Material for the task =
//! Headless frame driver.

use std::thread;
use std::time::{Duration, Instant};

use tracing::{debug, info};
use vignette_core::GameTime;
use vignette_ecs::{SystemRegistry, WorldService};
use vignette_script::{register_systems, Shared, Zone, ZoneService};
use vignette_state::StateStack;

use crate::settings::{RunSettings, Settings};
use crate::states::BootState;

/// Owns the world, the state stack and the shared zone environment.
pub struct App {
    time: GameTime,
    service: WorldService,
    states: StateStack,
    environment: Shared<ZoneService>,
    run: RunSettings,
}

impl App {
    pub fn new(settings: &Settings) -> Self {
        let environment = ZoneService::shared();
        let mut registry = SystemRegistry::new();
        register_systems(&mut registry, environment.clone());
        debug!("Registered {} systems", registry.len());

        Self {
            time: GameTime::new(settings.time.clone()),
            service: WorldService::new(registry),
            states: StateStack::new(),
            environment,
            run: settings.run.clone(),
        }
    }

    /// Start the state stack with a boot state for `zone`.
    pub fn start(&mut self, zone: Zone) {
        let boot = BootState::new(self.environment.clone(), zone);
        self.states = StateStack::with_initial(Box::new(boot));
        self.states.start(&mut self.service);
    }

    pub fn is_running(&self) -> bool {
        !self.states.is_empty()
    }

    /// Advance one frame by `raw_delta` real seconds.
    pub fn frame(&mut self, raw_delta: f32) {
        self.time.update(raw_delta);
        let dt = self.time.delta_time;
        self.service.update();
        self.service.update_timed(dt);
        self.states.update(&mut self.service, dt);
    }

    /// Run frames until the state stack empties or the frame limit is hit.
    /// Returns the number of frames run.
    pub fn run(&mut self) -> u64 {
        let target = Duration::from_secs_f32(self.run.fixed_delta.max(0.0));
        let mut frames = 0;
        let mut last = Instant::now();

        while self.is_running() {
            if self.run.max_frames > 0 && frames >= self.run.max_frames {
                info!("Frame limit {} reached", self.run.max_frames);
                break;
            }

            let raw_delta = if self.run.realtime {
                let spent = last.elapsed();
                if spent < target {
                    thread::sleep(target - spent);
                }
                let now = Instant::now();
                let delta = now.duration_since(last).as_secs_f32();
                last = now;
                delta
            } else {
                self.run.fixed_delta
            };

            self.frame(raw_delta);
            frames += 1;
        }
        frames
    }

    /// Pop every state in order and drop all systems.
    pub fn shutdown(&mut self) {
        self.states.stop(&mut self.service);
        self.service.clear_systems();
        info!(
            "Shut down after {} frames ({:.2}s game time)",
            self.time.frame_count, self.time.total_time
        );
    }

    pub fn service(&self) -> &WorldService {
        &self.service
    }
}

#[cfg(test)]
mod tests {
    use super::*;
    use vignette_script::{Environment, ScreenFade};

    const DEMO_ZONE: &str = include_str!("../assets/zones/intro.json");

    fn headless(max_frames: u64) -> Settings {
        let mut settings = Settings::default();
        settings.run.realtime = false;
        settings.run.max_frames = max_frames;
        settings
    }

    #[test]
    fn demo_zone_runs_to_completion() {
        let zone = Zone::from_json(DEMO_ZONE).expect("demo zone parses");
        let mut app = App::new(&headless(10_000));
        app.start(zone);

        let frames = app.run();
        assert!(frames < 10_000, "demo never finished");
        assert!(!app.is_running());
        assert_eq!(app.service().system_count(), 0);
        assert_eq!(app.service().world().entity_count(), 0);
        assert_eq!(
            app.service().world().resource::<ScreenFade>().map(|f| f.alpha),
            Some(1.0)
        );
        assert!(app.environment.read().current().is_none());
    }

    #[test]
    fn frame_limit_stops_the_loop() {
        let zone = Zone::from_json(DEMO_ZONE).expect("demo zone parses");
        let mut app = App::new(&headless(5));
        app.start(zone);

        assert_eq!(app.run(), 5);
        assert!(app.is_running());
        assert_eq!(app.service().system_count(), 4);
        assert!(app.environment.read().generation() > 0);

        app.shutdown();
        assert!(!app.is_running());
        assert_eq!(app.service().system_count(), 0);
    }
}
---
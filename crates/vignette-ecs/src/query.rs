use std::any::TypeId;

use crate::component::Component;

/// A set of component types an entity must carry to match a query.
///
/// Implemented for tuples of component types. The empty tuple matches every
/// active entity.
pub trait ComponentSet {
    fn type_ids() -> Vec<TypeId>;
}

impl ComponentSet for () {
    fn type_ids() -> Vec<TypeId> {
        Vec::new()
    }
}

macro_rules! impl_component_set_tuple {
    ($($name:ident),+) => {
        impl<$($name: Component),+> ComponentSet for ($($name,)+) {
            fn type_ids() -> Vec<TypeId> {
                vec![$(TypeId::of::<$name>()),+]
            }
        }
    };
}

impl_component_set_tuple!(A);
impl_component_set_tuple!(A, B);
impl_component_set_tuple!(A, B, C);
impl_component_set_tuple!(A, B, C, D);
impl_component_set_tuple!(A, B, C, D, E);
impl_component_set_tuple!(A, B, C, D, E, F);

Task to complete =
Reproduce verbatim the lines above, from the line with "Headless frame driver." through the line with "Start the state".

Answer area =
//! Headless frame driver.

use std::thread;
use std::time::{Duration, Instant};

use tracing::{debug, info};
use vignette_core::GameTime;
use vignette_ecs::{SystemRegistry, WorldService};
use vignette_script::{register_systems, Shared, Zone, ZoneService};
use vignette_state::StateStack;

use crate::settings::{RunSettings, Settings};
use crate::states::BootState;

/// Owns the world, the state stack and the shared zone environment.
pub struct App {
    time: GameTime,
    service: WorldService,
    states: StateStack,
    environment: Shared<ZoneService>,
    run: RunSettings,
}

impl App {
    pub fn new(settings: &Settings) -> Self {
        let environment = ZoneService::shared();
        let mut registry = SystemRegistry::new();
        register_systems(&mut registry, environment.clone());
        debug!("Registered {} systems", registry.len());

        Self {
            time: GameTime::new(settings.time.clone()),
            service: WorldService::new(registry),
            states: StateStack::new(),
            environment,
            run: settings.run.clone(),
        }
    }

    /// Start the state stack with a boot state for `zone`.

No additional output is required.